Farago’s dismissive, contemptuous take on the lumbung’s “indifference” to the viewer suggests “yes,” and may be a reaction to a new, newly uncomfortable approach to what art is when it grows out of real needs, expressions, and heritages of global communities. The question of whether some viewers in some other country think it’s interesting, beautiful, or good is not the primary concern.
To complicate an already complicated narrative, Documenta 15 and the lumbung have been plagued by knee-jerk, blanket accusations of antisemitism, which have been exceedingly well discussed and publicized. Contention first grew over the inclusion of Palestinian collective The Question of Funding. Panel discussions to address the allegations were planned, and then canceled; accusations escalated to instances of vandalism and threats. (The narrative is well laid out by Jörg Heiser for Art Agenda.) Then, when the exhibition opened, the mural Peopleʼs Justice (2002) by post-Suharto Indonesian collective Taring Padi contained an overtly antisemitic caricature. The mural was first shrouded in black fabric, then removed. Public apologies were issued. Hito Steyerl, one of the few internationally recognizable names in the show, withdrew her work. The director of Documenta, Sabine Schormann, resigned. Ruangrupa and lumbung members have issued verbose open letters in response throughout. A member of ruangrupa even spoke at a hearing before Germany’s national parliament.
Not being an expert in all of the relevant German, Indonesian, and Middle Eastern histories—as, scholar and critic Michael Rothberg points out, many of us are not—I don’t have the visual literacy to make sense of these multifaceted questions. But this episode should be a catalyst for more productive, less anxiety-ridden discussion, and care should have been taken by Documenta to contextualize and facilitate such dialogue. Examinations of the antisemitic imagery at hand have been vanishingly few (at least, in English-language media), as though critically engaging with difficult, hateful imagery might result in some kind of contamination. For instance, few have interrogated the circuitous paths of colonial influence that result in the presence of European antisemitic imagery in Southeast Asian political artwork, not to mention the historical overlap between colonialism and the Holocaust or contemporary Germany’s anti-antisemitic anxieties.
Rothberg provides a thoughtful formal analysis of the imagery in People’s Justice and an unpacking of these complicated histories in an article for the New Fascism Syllabus, and concludes that the case of People’s Justice suggests “we need to unlearn our certainty, our moral superiority, and our presumed innocence in order to learn anew about the entangled histories that implicate us in the larger dynamics of race, antisemitism, colonialism, and genocide—histories that have made us all who we are. Perhaps those processes of learning and unlearning could represent a small, but necessary step toward a true people’s justice.”

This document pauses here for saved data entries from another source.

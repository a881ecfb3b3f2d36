//! Embedding collaborators for the passage facade.
//!
//! [`HashEmbedder`] is always available and deterministic; the `model`
//! feature adds [`BgeEmbedder`], a local BGE-M3 encoder on candle.
use std::sync::Arc;

use passage_core::config::{EmbeddingProvider, EmbeddingSettings};
use passage_core::{Embedder, Error, Result};

mod hash;
pub use hash::HashEmbedder;

#[cfg(feature = "model")]
mod device;
#[cfg(feature = "model")]
mod model;
#[cfg(feature = "model")]
mod pool;
#[cfg(feature = "model")]
mod tokenize;

#[cfg(feature = "model")]
pub use model::{resolve_model_dir, BgeEmbedder};
#[cfg(feature = "model")]
pub use pool::masked_mean_l2;
#[cfg(feature = "model")]
pub use tokenize::encode_padded;

/// `APP_USE_FAKE_EMBEDDINGS=1|true` forces the hashing embedder.
pub fn fake_embeddings_forced() -> bool {
    std::env::var("APP_USE_FAKE_EMBEDDINGS")
        .map(|v| v == "1" || v.eq_ignore_ascii_case("true"))
        .unwrap_or(false)
}

/// Build the embedder described by `settings`.
pub fn embedder_from_settings(settings: &EmbeddingSettings) -> Result<Arc<dyn Embedder>> {
    settings.validate()?;
    if fake_embeddings_forced() || settings.provider == EmbeddingProvider::Hash {
        tracing::info!(dim = settings.dim, "using hashing embedder");
        return Ok(Arc::new(HashEmbedder::new(settings.dim)));
    }
    load_model(settings)
}

#[cfg(feature = "model")]
fn load_model(settings: &EmbeddingSettings) -> Result<Arc<dyn Embedder>> {
    let dir = resolve_model_dir(settings.model_dir.as_deref()).map_err(Error::Embedding)?;
    let model = BgeEmbedder::load(&dir, settings.dim, settings.max_len).map_err(Error::Embedding)?;
    Ok(Arc::new(model))
}

#[cfg(not(feature = "model"))]
fn load_model(_settings: &EmbeddingSettings) -> Result<Arc<dyn Embedder>> {
    Err(Error::InvalidConfig(
        "embedding.provider = \"model\" requires building passage-embed with the `model` feature".into(),
    ))
}
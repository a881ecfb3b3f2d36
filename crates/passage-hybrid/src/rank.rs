//! Two-signal rank fusion.
//!
//! Semantic and lexical scores are normalized independently across the
//! candidate set, then blended as `alpha * semantic + (1 - alpha) * lexical`.
use std::cmp::Ordering;

use passage_core::config::{validate_alpha, SearchSettings};
use passage_core::{Chunk, Result, ScoredChunk, TieBreak};
use passage_text::LexicalScorer;

use crate::normalize::normalize;

/// Fuse `(chunk, raw semantic score)` candidates with lexical relevance to
/// `query` and keep the best `k`. Exact ties keep candidate order.
pub fn rank(candidates: Vec<(Chunk, f32)>, query: &str, alpha: f32, k: usize) -> Result<Vec<ScoredChunk>> {
    Ok(HybridRanker::new(alpha, TieBreak::ArrivalOrder)?.rank(candidates, query, k))
}

#[derive(Debug, Clone, Copy, PartialEq)]
pub struct HybridRanker {
    alpha: f32,
    tie_break: TieBreak,
}

impl HybridRanker {
    pub fn new(alpha: f32, tie_break: TieBreak) -> Result<Self> {
        validate_alpha(alpha)?;
        Ok(Self { alpha, tie_break })
    }

    pub fn from_settings(settings: &SearchSettings) -> Result<Self> {
        Self::new(settings.alpha, settings.tie_break)
    }

    pub fn alpha(&self) -> f32 {
        self.alpha
    }

    pub fn tie_break(&self) -> TieBreak {
        self.tie_break
    }

    pub fn rank(&self, candidates: Vec<(Chunk, f32)>, query: &str, k: usize) -> Vec<ScoredChunk> {
        if k == 0 || candidates.is_empty() {
            return Vec::new();
        }
        let raw_semantic: Vec<f32> = candidates.iter().map(|(_, s)| *s).collect();
        let scorer = LexicalScorer::new(query);
        let raw_lexical: Vec<f32> = candidates.iter().map(|(c, _)| scorer.score(&c.text)).collect();
        let semantic = normalize(&raw_semantic);
        let lexical = normalize(&raw_lexical);

        let mut scored: Vec<ScoredChunk> = candidates
            .into_iter()
            .zip(semantic.into_iter().zip(lexical))
            .map(|((chunk, _), (semantic, lexical))| ScoredChunk {
                chunk,
                score: self.alpha * semantic + (1.0 - self.alpha) * lexical,
                semantic,
                lexical,
            })
            .collect();

        // sort_by is stable: ArrivalOrder falls out of leaving ties Equal
        let by_score = |a: &ScoredChunk, b: &ScoredChunk| b.score.partial_cmp(&a.score).unwrap_or(Ordering::Equal);
        match self.tie_break {
            TieBreak::ArrivalOrder => scored.sort_by(by_score),
            TieBreak::ChunkId => scored.sort_by(|a, b| by_score(a, b).then_with(|| a.chunk.id.cmp(&b.chunk.id))),
        }
        scored.truncate(k);
        scored
    }
}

I left Documenta 15 feeling the fragmented, frictious global world of art and visual culture—in which innumerable communities are creating art and culture without much recognition or fanfare—is tantalizingly, electrifyingly vast. Studying the Taring Padi incident, however, tells me that we are all more connected than we may feel, that our shared histories are boomeranging around the globe—for better and for worse. Coming into contact with these far-flung projects and encountering them side-by-side is a rare opportunity to confront the complexity of the current moment and embrace our humility—if we can find the patience to look and listen.